Wednesday, March 30, 2011

Turn It Up

Every sound in a scene adds to the story. Sounds create setting, mood, character, and can provide tension. Like endowed objects, there can be endowed sounds—a sound that means more than merely what it sounds like.

Keep a list of human nonverbal sounds, and a list of nonhuman sounds that might be heard, and use them in your writing. Here’s a start…

Human Nonverbal:

Cry of a baby





Squealing tires

Gun shot

Wind through a maple tree in autumn

Glass breaking

Now for extra fun—especially if you are writing picture books—try to write the actual sound in words, making them onomatopoeic as possible. Margaret Wise Brown loved to do this in her books The Noisy Book and The Quiet Book.
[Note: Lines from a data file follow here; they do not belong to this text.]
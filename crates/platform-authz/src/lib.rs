//! # Platform Authz (Access-Control Decision Engine)
//!
//! This crate decides, for a user and a permission (and an optional request
//! context), whether an action is allowed on the Relay platform.
//!
//! ## Overview
//!
//! The platform-authz crate handles:
//! - **Permission Catalog**: registered permissions, with optional conditions
//! - **Role Registry**: system and custom roles with priorities
//! - **Inheritance Graph**: acyclic `child -> parent` role inheritance
//! - **Assignments**: which users hold which roles directly
//! - **Grant Overlay**: static, temporary and grouped grants, and denials
//! - **Resolver**: the single yes/no decision function
//! - **Templates**: versioned role blueprints
//! - **Audit Log**: append-only record of checks and changes
//!
//! ## Architecture
//!
//! ```text
//!                      AccessEngine
//!                           |
//!   +-----------+-----------+-----------+-----------+----------+
//!   |           |           |           |           |          |
//! Catalog  RoleRegistry  Inheritance  Assignment  Grant      Templates
//!   ^           ^         Graph        Store      Overlay    AuditLog
//!   |           |           ^           ^           ^
//!   +-----------+-----------+-----------+-----------+
//!                           |
//!                        Resolver (read-only)
//! ```
//!
//! ## Decision order
//!
//! 1. Unregistered permission: deny.
//! 2. Expand the user's roles through inheritance.
//! 3. Any denial on any of those roles: deny.
//! 4. Allow if some role holds the permission through the static matrix, a
//!    static grant or an unexpired temporary grant.
//! 5. Otherwise allow if the permission's condition holds for the context
//!    and the user holds at least one role.
//!
//! ## Usage
//!
//! ```rust
//! use platform_authz::{AccessEngine, Condition, EngineConfig, PermissionContext};
//!
//! let engine = AccessEngine::new(EngineConfig::default()).unwrap();
//!
//! engine.create_role("architect", "Architect", 70).unwrap();
//! engine.create_role("team_lead", "Team Lead", 60).unwrap();
//! engine.add_inheritance("architect", "team_lead").unwrap();
//! engine.add_inheritance("team_lead", "user").unwrap();
//! engine.assign_role("alice", "architect", Some("admin")).unwrap();
//!
//! // Inherited from the built-in `user` role
//! assert!(engine.has_permission("alice", "user.read", None));
//!
//! // A satisfied condition grants on its own
//! engine
//!     .grants()
//!     .register_conditional("reports.export", Condition::attribute_at_least("tier", 2))
//!     .unwrap();
//!
//! let ctx = PermissionContext::new("alice").with_attribute("tier", 3);
//! assert!(engine.has_permission("alice", "reports.export", Some(&ctx)));
//! assert!(!engine.has_permission("alice", "reports.export", None));
//!
//! // Deny wins over everything, including inheritance
//! engine.deny_permission("architect", "user.read", Some("admin")).unwrap();
//! assert!(!engine.has_permission("alice", "user.read", None));
//! ```
//!
//! ## Concurrency
//!
//! Every component is guarded by its own `parking_lot::RwLock`.
//! [`Resolver`] checks take read locks only. [`AccessEngine::has_permission`]
//! additionally appends to the audit log when `audit.log_checks` is on. Operations spanning components take locks in one fixed
//! order (catalog, roles, graph, assignments, grants, templates, audit).
//!
//! ## Features
//!
//! - `sweeper` (default): [`maintenance::spawn_sweeper`], a tokio task that
//!   purges expired temporary grants and prunes the audit log.

pub mod assignment;
pub mod audit;
pub mod catalog;
pub mod condition;
pub mod config;
pub mod engine;
pub mod error;
pub mod grants;
pub mod hierarchy;
#[cfg(feature = "sweeper")]
pub mod maintenance;
pub mod resolver;
pub mod role;
pub mod snapshot;
pub mod template;

// Re-export main types for convenience
pub use assignment::{AssignmentStore, RoleAssignment};
pub use audit::{AuditAction, AuditEntry, AuditLog, AuditQuery, AuditStats};
pub use catalog::{Permission, PermissionCatalog, PermissionPattern};
pub use condition::{Condition, ConditionFn, ConditionResolver, PermissionContext};
pub use config::{AuditConfig, ConfigError, EngineConfig, PermissionSeed, RoleSeed};
pub use engine::AccessEngine;
pub use error::{AuthzError, AuthzResult};
pub use grants::{Denial, GrantOverlay, PermissionGroup, StaticGrant, TemporaryGrant};
pub use hierarchy::{InheritanceEdge, InheritanceGraph};
#[cfg(feature = "sweeper")]
pub use maintenance::{spawn_sweeper, SweepReport, SweeperHandle};
pub use resolver::Resolver;
pub use role::{Role, RoleRegistry};
pub use snapshot::EngineSnapshot;
pub use template::{BulkAssignResult, RoleTemplate, RoleWithPermissions, TemplateDefinition, TemplateStore};
/// Filters for [`AuditLog::query`]. Every set filter must match.
///
/// # Example
///
/// ```
/// use platform_authz::{AuditAction, AuditQuery};
///
/// let query = AuditQuery::new()
///     .user("u1")
///     .action(AuditAction::Check)
///     .limit(20);
/// assert_eq!(query.limit, Some(20));
/// ```
#[derive(Debug, Clone, Default, Serialize, Deserialize)]
pub struct AuditQuery {
    /// Subject user.
    pub user_id: Option<String>,
    /// Actor.
    pub performed_by: Option<String>,
    /// Action kind.
    pub action: Option<AuditAction>,
    /// Permission.
    pub permission: Option<String>,
    /// Role.
    pub role: Option<String>,
    /// Inclusive lower time bound.
    pub start_time: Option<DateTime<Utc>>,
    /// Inclusive upper time bound.
    pub end_time: Option<DateTime<Utc>>,
    /// Maximum number of entries returned.
    pub limit: Option<usize>,
}

impl AuditQuery {
    /// Create a query with no filters.
    pub fn new() -> Self {
        Self::default()
    }

    /// Filter by subject user.
    pub fn user(mut self, user_id: impl Into<String>) -> Self {
        self.user_id = Some(user_id.into());
        self
    }

    /// Filter by actor.
    pub fn performed_by(mut self, actor: impl Into<String>) -> Self {
        self.performed_by = Some(actor.into());
        self
    }

    /// Filter by action.
    pub fn action(mut self, action: AuditAction) -> Self {
        self.action = Some(action);
        self
    }

    /// Filter by permission.
    pub fn permission(mut self, permission: impl Into<String>) -> Self {
        self.permission = Some(permission.into());
        self
    }

    /// Filter by role.
    pub fn role(mut self, role: impl Into<String>) -> Self {
        self.role = Some(role.into());
        self
    }

    /// Only entries at or after `start`.
    pub fn since(mut self, start: DateTime<Utc>) -> Self {
        self.start_time = Some(start);
        self
    }

    /// Only entries at or before `end`.
    pub fn until(mut self, end: DateTime<Utc>) -> Self {
        self.end_time = Some(end);
        self
    }

    /// Cap the number of results.
    pub fn limit(mut self, limit: usize) -> Self {
        self.limit = Some(limit);
        self
    }

    fn matches(&self, entry: &AuditEntry) -> bool {
        fn eq(filter: &Option<String>, value: Option<&str>) -> bool {
            filter.as_deref().map(|f| Some(f) == value).unwrap_or(true)
        }

        eq(&self.user_id, Some(&entry.subject_user_id))
            && eq(&self.performed_by, entry.performed_by.as_deref())
            && self.action.map(|a| a == entry.action).unwrap_or(true)
            && eq(&self.permission, entry.permission.as_deref())
            && eq(&self.role, entry.role.as_deref())
            && self.start_time.map(|t| entry.timestamp >= t).unwrap_or(true)
            && self.end_time.map(|t| entry.timestamp <= t).unwrap_or(true)
    }
}

/// Check statistics for one permission.
#[derive(Debug, Clone, Default, Serialize, Deserialize, PartialEq, Eq)]
pub struct AuditStats {
    /// Checks recorded.
    pub total_checks: usize,
    /// Checks that were allowed.
    pub granted: usize,
    /// Checks that were denied.
    pub denied: usize,
    /// Distinct users checked.
    pub unique_users: usize,
}
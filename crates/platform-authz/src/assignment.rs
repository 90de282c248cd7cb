//! Assignment store
//!
//! Maps each user to the roles they hold directly. Inheritance is not
//! expanded here; that is the resolver's job.
//!
//! Assigning a role twice and revoking a role that is not held both succeed
//! without changing anything.

use parking_lot::{RwLock, RwLockReadGuard, RwLockWriteGuard};
use serde::{Deserialize, Serialize};
use std::collections::{BTreeMap, BTreeSet};
use std::fmt;
use std::sync::Arc;

use crate::error::{AuthzError, AuthzResult};
use crate::role::{Role, RoleRegistry, RoleState};

/// A single `user ↔ role` relation.
#[derive(Debug, Clone, Serialize, Deserialize, PartialEq, Eq, PartialOrd, Ord)]
pub struct RoleAssignment {
    /// User id.
    pub user_id: String,
    /// Role name.
    pub role: String,
}

/// Lock-protected assignments.
#[derive(Default)]
pub(crate) struct AssignmentState {
    by_user: BTreeMap<String, BTreeSet<String>>,
}

impl AssignmentState {
    pub(crate) fn assign(&mut self, user: &str, role: &str) -> bool {
        self.by_user
            .entry(user.to_string())
            .or_default()
            .insert(role.to_string())
    }

    pub(crate) fn revoke(&mut self, user: &str, role: &str) -> bool {
        let Some(roles) = self.by_user.get_mut(user) else {
            return false;
        };
        let removed = roles.remove(role);
        if roles.is_empty() {
            self.by_user.remove(user);
        }
        removed
    }

    pub(crate) fn roles_of(&self, user: &str) -> impl Iterator<Item = &String> {
        self.by_user.get(user).into_iter().flatten()
    }

    pub(crate) fn has(&self, user: &str, role: &str) -> bool {
        self.by_user
            .get(user)
            .map(|roles| roles.contains(role))
            .unwrap_or(false)
    }

    pub(crate) fn users_with(&self, role: &str) -> Vec<String> {
        self.by_user
            .iter()
            .filter(|(_, roles)| roles.contains(role))
            .map(|(user, _)| user.clone())
            .collect()
    }

    pub(crate) fn highest<'r>(&self, user: &str, roles: &'r RoleState) -> Option<&'r Role> {
        self.roles_of(user)
            .filter_map(|name| roles.get(name))
            .max_by(|a, b| a.priority.cmp(&b.priority).then_with(|| b.name.cmp(&a.name)))
    }

    pub(crate) fn remove_role(&mut self, role: &str) -> usize {
        let mut removed = 0;
        for roles in self.by_user.values_mut() {
            if roles.remove(role) {
                removed += 1;
            }
        }
        self.by_user.retain(|_, roles| !roles.is_empty());
        removed
    }

    pub(crate) fn rename_role(&mut self, from: &str, to: &str) {
        for roles in self.by_user.values_mut() {
            if roles.remove(from) {
                roles.insert(to.to_string());
            }
        }
    }

    pub(crate) fn all(&self) -> Vec<RoleAssignment> {
        self.by_user
            .iter()
            .flat_map(|(user, roles)| {
                roles.iter().map(move |role| RoleAssignment {
                    user_id: user.clone(),
                    role: role.clone(),
                })
            })
            .collect()
    }
}

/// Direct user → role assignments, validated against the role registry.
///
/// # Example
///
/// ```
/// use std::sync::Arc;
/// use platform_authz::{AssignmentStore, Role, RoleRegistry};
///
/// let roles = Arc::new(RoleRegistry::new());
/// roles.create(Role::custom("developer", "Developer", 40)).unwrap();
///
/// let store = AssignmentStore::new(roles);
/// store.assign_role("u1", "developer").unwrap();
/// store.assign_role("u1", "developer").unwrap();
///
/// assert_eq!(store.user_roles("u1"), vec!["developer"]);
/// assert!(store.assign_role("u1", "missing").is_err());
/// ```
pub struct AssignmentStore {
    roles: Arc<RoleRegistry>,
    state: RwLock<AssignmentState>,
}

impl fmt::Debug for AssignmentStore {
    fn fmt(&self, f: &mut fmt::Formatter<'_>) -> fmt::Result {
        f.debug_struct("AssignmentStore")
            .field("users", &self.state.read().by_user.len())
            .finish()
    }
}

impl AssignmentStore {
    /// Create an empty store backed by a role registry.
    pub fn new(roles: Arc<RoleRegistry>) -> Self {
        Self {
            roles,
            state: RwLock::new(AssignmentState::default()),
        }
    }

    pub(crate) fn read(&self) -> RwLockReadGuard<'_, AssignmentState> {
        self.state.read()
    }

    pub(crate) fn write(&self) -> RwLockWriteGuard<'_, AssignmentState> {
        self.state.write()
    }

    /// Give a user a role.
    ///
    /// Returns `true` if the assignment is new. Assigning a held role is a
    /// successful no-op.
    ///
    /// # Errors
    ///
    /// - `Validation` if the user id is blank
    /// - `NotFound` if the role is not registered
    pub fn assign_role(&self, user: &str, role: &str) -> AuthzResult<bool> {
        if user.trim().is_empty() {
            return Err(AuthzError::validation("user id is empty"));
        }
        let roles = self.roles.read();
        if !roles.contains(role) {
            return Err(AuthzError::not_found("role", role));
        }
        let added = self.state.write().assign(user, role);
        drop(roles);
        if added {
            tracing::debug!(user = %user, role = %role, "Assigned role");
        }
        Ok(added)
    }

    /// Take a role away from a user.
    ///
    /// Returns `true` if the user held the role. Revoking a role that is not
    /// held is a successful no-op.
    pub fn revoke_role(&self, user: &str, role: &str) -> bool {
        let removed = self.state.write().revoke(user, role);
        if removed {
            tracing::debug!(user = %user, role = %role, "Revoked role");
        }
        removed
    }

    /// Roles held directly by a user, sorted by name.
    pub fn user_roles(&self, user: &str) -> Vec<String> {
        self.state.read().roles_of(user).cloned().collect()
    }

    /// Check if a user holds a role directly.
    pub fn user_has_role(&self, user: &str, role: &str) -> bool {
        self.state.read().has(user, role)
    }

    /// The directly held role with the highest priority.
    ///
    /// Equal priorities are broken by the lexicographically smallest name.
    pub fn highest_role(&self, user: &str) -> Option<Role> {
        let roles = self.roles.read();
        let state = self.state.read();
        state.highest(user, &roles).cloned()
    }

    /// Users holding a role directly, sorted.
    pub fn users_with_role(&self, role: &str) -> Vec<String> {
        self.state.read().users_with(role)
    }

    /// Every assignment, sorted by user then role.
    pub fn assignments(&self) -> Vec<RoleAssignment> {
        self.state.read().all()
    }
}
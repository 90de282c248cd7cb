//! Engine configuration.
//!
//! The seed role set, the default permission vocabulary and the static
//! permission matrix are plain data handed to
//! [`AccessEngine::new`](crate::AccessEngine::new), so several engines (per
//! test, per tenant) never share mutable state. Audit and sweep knobs can be
//! overridden from environment variables.

use serde::{Deserialize, Serialize};
use std::collections::{BTreeMap, HashSet};
use std::time::Duration;
use thiserror::Error;

use crate::catalog::{validate_permission_name, PermissionPattern};
use crate::condition::Condition;
use crate::error::AuthzError;
use crate::role::validate_role_name;

/// Configuration errors.
#[derive(Debug, Error)]
pub enum ConfigError {
    /// The configuration document could not be parsed.
    #[error("Failed to parse configuration: {0}")]
    Parse(#[from] serde_json::Error),

    /// Invalid configuration value.
    #[error("Invalid configuration value for {key}: {message}")]
    InvalidValue {
        /// Configuration key.
        key: String,
        /// Error message.
        message: String,
    },
}

impl ConfigError {
    fn invalid(key: impl Into<String>, message: impl ToString) -> Self {
        ConfigError::InvalidValue {
            key: key.into(),
            message: message.to_string(),
        }
    }
}

impl From<ConfigError> for AuthzError {
    fn from(err: ConfigError) -> Self {
        AuthzError::Validation(err.to_string())
    }
}

/// A role created when the engine starts.
#[derive(Debug, Clone, Serialize, Deserialize, PartialEq, Eq)]
pub struct RoleSeed {
    /// Role name.
    pub name: String,
    /// Display name.
    pub display_name: String,
    /// Priority for "highest role" queries.
    pub priority: i32,
    /// Seeded roles are system roles unless stated otherwise.
    #[serde(default = "default_true")]
    pub system: bool,
}

impl RoleSeed {
    fn system(name: &str, display_name: &str, priority: i32) -> Self {
        Self {
            name: name.to_string(),
            display_name: display_name.to_string(),
            priority,
            system: true,
        }
    }
}

/// A permission registered when the engine starts.
#[derive(Debug, Clone, Serialize, Deserialize, PartialEq)]
pub struct PermissionSeed {
    /// Permission name.
    pub name: String,
    /// Display name; defaults to the name.
    #[serde(default)]
    pub display_name: Option<String>,
    /// Category; defaults to the first name segment.
    #[serde(default)]
    pub category: Option<String>,
    /// Condition evaluated at check time.
    #[serde(default)]
    pub condition: Option<Condition>,
}

impl PermissionSeed {
    fn named(name: &str, display_name: &str) -> Self {
        Self {
            name: name.to_string(),
            display_name: Some(display_name.to_string()),
            category: None,
            condition: None,
        }
    }
}

/// Audit log settings.
#[derive(Debug, Clone, Serialize, Deserialize, PartialEq, Eq)]
#[serde(default)]
pub struct AuditConfig {
    /// Record role and grant changes made through the engine.
    pub enabled: bool,
    /// Also record every permission check.
    pub log_checks: bool,
    /// Maximum entries kept in memory.
    pub capacity: usize,
    /// Entries older than this are removed by the sweeper.
    pub retention_days: u32,
}

impl Default for AuditConfig {
    fn default() -> Self {
        Self {
            enabled: true,
            log_checks: true,
            capacity: 10_000,
            retention_days: 90,
        }
    }
}

impl AuditConfig {
    /// Retention window as a Duration.
    pub fn retention(&self) -> Duration {
        Duration::from_secs(u64::from(self.retention_days) * 86_400)
    }
}

/// Everything the engine needs at construction.
#[derive(Debug, Clone, Serialize, Deserialize, PartialEq)]
#[serde(default)]
pub struct EngineConfig {
    /// Seed roles.
    pub roles: Vec<RoleSeed>,
    /// Seed permissions.
    pub permissions: Vec<PermissionSeed>,
    /// Static matrix: role name to permission names or patterns.
    pub matrix: BTreeMap<String, Vec<String>>,
    /// Audit settings.
    pub audit: AuditConfig,
    /// Interval of the maintenance sweep, in seconds.
    pub sweep_interval_secs: u64,
}

impl Default for EngineConfig {
    /// Four system roles (admin, user, viewer, guest) and a small vocabulary.
    fn default() -> Self {
        let roles = vec![
            RoleSeed::system("admin", "Administrator", 100),
            RoleSeed::system("user", "User", 50),
            RoleSeed::system("viewer", "Viewer", 20),
            RoleSeed::system("guest", "Guest", 10),
        ];

        let permissions = [
            ("user.read", "Read users"),
            ("user.write", "Modify users"),
            ("user.delete", "Delete users"),
            ("storage.read", "Read storage"),
            ("storage.write", "Write storage"),
            ("storage.delete", "Delete storage"),
            ("role.read", "Read roles"),
            ("role.manage", "Manage roles"),
            ("audit.read", "Read audit log"),
            ("public.read", "Read public content"),
        ]
        .into_iter()
        .map(|(name, display)| PermissionSeed::named(name, display))
        .collect();

        let mut matrix = BTreeMap::new();
        matrix.insert("admin".to_string(), vec!["*".to_string()]);
        matrix.insert(
            "user".to_string(),
            ["user.read", "user.write", "storage.read", "storage.write"]
                .map(String::from)
                .to_vec(),
        );
        matrix.insert(
            "viewer".to_string(),
            ["user.read", "storage.read"].map(String::from).to_vec(),
        );
        matrix.insert("guest".to_string(), vec!["public.read".to_string()]);

        Self {
            roles,
            permissions,
            matrix,
            audit: AuditConfig::default(),
            sweep_interval_secs: 60,
        }
    }
}

fn default_true() -> bool {
    true
}

impl EngineConfig {
    /// An engine with no roles, permissions or matrix entries.
    pub fn empty() -> Self {
        Self {
            roles: Vec::new(),
            permissions: Vec::new(),
            matrix: BTreeMap::new(),
            ..Self::default()
        }
    }

    /// Load the default configuration with overrides from the environment.
    ///
    /// Environment variables:
    /// - `AUTHZ_AUDIT_ENABLED`: Record role and grant changes (default: true)
    /// - `AUTHZ_AUDIT_LOG_CHECKS`: Record every permission check (default: true)
    /// - `AUTHZ_AUDIT_CAPACITY`: Maximum audit entries in memory (default: 10000)
    /// - `AUTHZ_AUDIT_RETENTION_DAYS`: Audit retention in days (default: 90)
    /// - `AUTHZ_SWEEP_INTERVAL_SECS`: Maintenance sweep interval (default: 60)
    pub fn from_env() -> Self {
        Self::from_lookup(|key| std::env::var(key).ok())
    }

    fn from_lookup(lookup: impl Fn(&str) -> Option<String>) -> Self {
        let default = Self::default();
        let flag = |key: &str, fallback: bool| {
            lookup(key)
                .map(|s| s != "false" && s != "0")
                .unwrap_or(fallback)
        };

        let audit = AuditConfig {
            enabled: flag("AUTHZ_AUDIT_ENABLED", default.audit.enabled),
            log_checks: flag("AUTHZ_AUDIT_LOG_CHECKS", default.audit.log_checks),
            capacity: lookup("AUTHZ_AUDIT_CAPACITY")
                .and_then(|s| s.parse().ok())
                .unwrap_or(default.audit.capacity),
            retention_days: lookup("AUTHZ_AUDIT_RETENTION_DAYS")
                .and_then(|s| s.parse().ok())
                .unwrap_or(default.audit.retention_days),
        };

        Self {
            audit,
            sweep_interval_secs: lookup("AUTHZ_SWEEP_INTERVAL_SECS")
                .and_then(|s| s.parse().ok())
                .unwrap_or(default.sweep_interval_secs),
            ..default
        }
    }

    /// Parse a JSON configuration table and validate it.
    ///
    /// Missing top-level keys take their default values.
    ///
    /// # Example
    ///
    /// ```
    /// use platform_authz::EngineConfig;
    ///
    /// let config = EngineConfig::from_json(r#"{
    ///     "roles": [{ "name": "owner", "display_name": "Owner", "priority": 90 }],
    ///     "permissions": [{ "name": "billing.read" }],
    ///     "matrix": { "owner": ["billing.*"] }
    /// }"#).unwrap();
    ///
    /// assert_eq!(config.roles[0].name, "owner");
    /// assert!(config.roles[0].system);
    /// ```
    pub fn from_json(json: &str) -> Result<Self, ConfigError> {
        let config: Self = serde_json::from_str(json)?;
        config.validate()?;
        Ok(config)
    }

    /// Sweep interval as a Duration.
    pub fn sweep_interval(&self) -> Duration {
        Duration::from_secs(self.sweep_interval_secs)
    }

    /// Reject malformed or inconsistent seeds.
    pub fn validate(&self) -> Result<(), ConfigError> {
        let mut role_names = HashSet::new();
        for seed in &self.roles {
            validate_role_name(&seed.name).map_err(|e| ConfigError::invalid("roles", e))?;
            if !role_names.insert(seed.name.as_str()) {
                return Err(ConfigError::invalid(
                    "roles",
                    format!("duplicate role '{}'", seed.name),
                ));
            }
        }

        let mut permission_names = HashSet::new();
        for seed in &self.permissions {
            validate_permission_name(&seed.name)
                .map_err(|e| ConfigError::invalid("permissions", e))?;
            if !permission_names.insert(seed.name.as_str()) {
                return Err(ConfigError::invalid(
                    "permissions",
                    format!("duplicate permission '{}'", seed.name),
                ));
            }
        }

        for (role, patterns) in &self.matrix {
            if !role_names.contains(role.as_str()) {
                return Err(ConfigError::invalid(
                    "matrix",
                    format!("unknown role '{role}'"),
                ));
            }
            for pattern in patterns {
                PermissionPattern::parse(pattern).map_err(|e| ConfigError::invalid("matrix", e))?;
            }
        }

        if self.audit.capacity == 0 {
            return Err(ConfigError::invalid("audit.capacity", "must be positive"));
        }
        if self.sweep_interval_secs == 0 {
            return Err(ConfigError::invalid("sweep_interval_secs", "must be positive"));
        }
        Ok(())
    }
}

#[cfg(test)]
mod tests {
    use super::*;
    use std::collections::HashMap;

    #[test]
    fn test_default_config() {
        let config = EngineConfig::default();
        assert!(config.validate().is_ok());

        let priorities: Vec<i32> = config.roles.iter().map(|r| r.priority).collect();
        assert_eq!(priorities, vec![100, 50, 20, 10]);
        assert!(config.roles.iter().all(|r| r.system));
        assert_eq!(config.matrix["admin"], vec!["*"]);
        assert_eq!(config.audit.retention(), Duration::from_secs(90 * 86_400));
    }

    #[test]
    fn test_env_overrides() {
        let vars: HashMap<&str, &str> = HashMap::from([
            ("AUTHZ_AUDIT_LOG_CHECKS", "false"),
            ("AUTHZ_AUDIT_CAPACITY", "500"),
            ("AUTHZ_SWEEP_INTERVAL_SECS", "5"),
            ("AUTHZ_AUDIT_RETENTION_DAYS", "not-a-number"),
        ]);
        let config = EngineConfig::from_lookup(|key| vars.get(key).map(|v| v.to_string()));

        assert!(config.audit.enabled);
        assert!(!config.audit.log_checks);
        assert_eq!(config.audit.capacity, 500);
        assert_eq!(config.audit.retention_days, 90);
        assert_eq!(config.sweep_interval(), Duration::from_secs(5));
        assert_eq!(config.roles.len(), 4);
    }

    #[test]
    fn test_from_json_defaults_missing_keys() {
        let config = EngineConfig::from_json(r#"{ "sweep_interval_secs": 30 }"#).unwrap();
        assert_eq!(config.sweep_interval_secs, 30);
        assert_eq!(config.roles.len(), 4);
        assert_eq!(config.audit, AuditConfig::default());
    }

    #[test]
    fn test_from_json_with_condition() {
        let config = EngineConfig::from_json(
            r#"{
                "roles": [{ "name": "member", "display_name": "Member", "priority": 5, "system": false }],
                "permissions": [{
                    "name": "reports.export",
                    "condition": { "type": "attribute_at_least", "key": "tier", "threshold": 2 }
                }],
                "matrix": { "member": ["reports.export"] }
            }"#,
        )
        .unwrap();

        assert!(!config.roles[0].system);
        assert_eq!(
            config.permissions[0].condition,
            Some(Condition::attribute_at_least("tier", 2))
        );
    }

    #[test]
    fn test_validate_rejects_bad_seeds() {
        let mut config = EngineConfig::default();
        config.matrix.insert("ghost".to_string(), vec!["user.read".to_string()]);
        assert!(matches!(
            config.validate(),
            Err(ConfigError::InvalidValue { ref key, .. }) if key == "matrix"
        ));

        let mut config = EngineConfig::default();
        config.permissions.push(PermissionSeed::named("user.read", "Again"));
        assert!(config.validate().is_err());

        let mut config = EngineConfig::default();
        config.roles.push(RoleSeed::system("X", "Bad", 1));
        assert!(config.validate().is_err());

        assert!(matches!(
            EngineConfig::from_json("{ not json"),
            Err(ConfigError::Parse(_))
        ));
    }

    #[test]
    fn test_config_error_into_authz_error() {
        let err: AuthzError = ConfigError::invalid("audit.capacity", "must be positive").into();
        assert_eq!(err.error_code(), "VALIDATION_ERROR");
    }
}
The sound of a truck going over a dirt road: burrippity burrp burrppity. Or the sound of a car siren: Err-u-ahh-err-u-ahh.

1 comment:

  1. I love thinking of a sound as an endowed object! And the exercise is a great idea. I spend every Wednesday w/ my grandson (almost two) and he makes terrific sounds for non-human objects. The sound that a vehicle or animal makes becomes its name-e.g., a fire engine, for many months, was called a "Wheee" and a lion is a "RAWWWOR."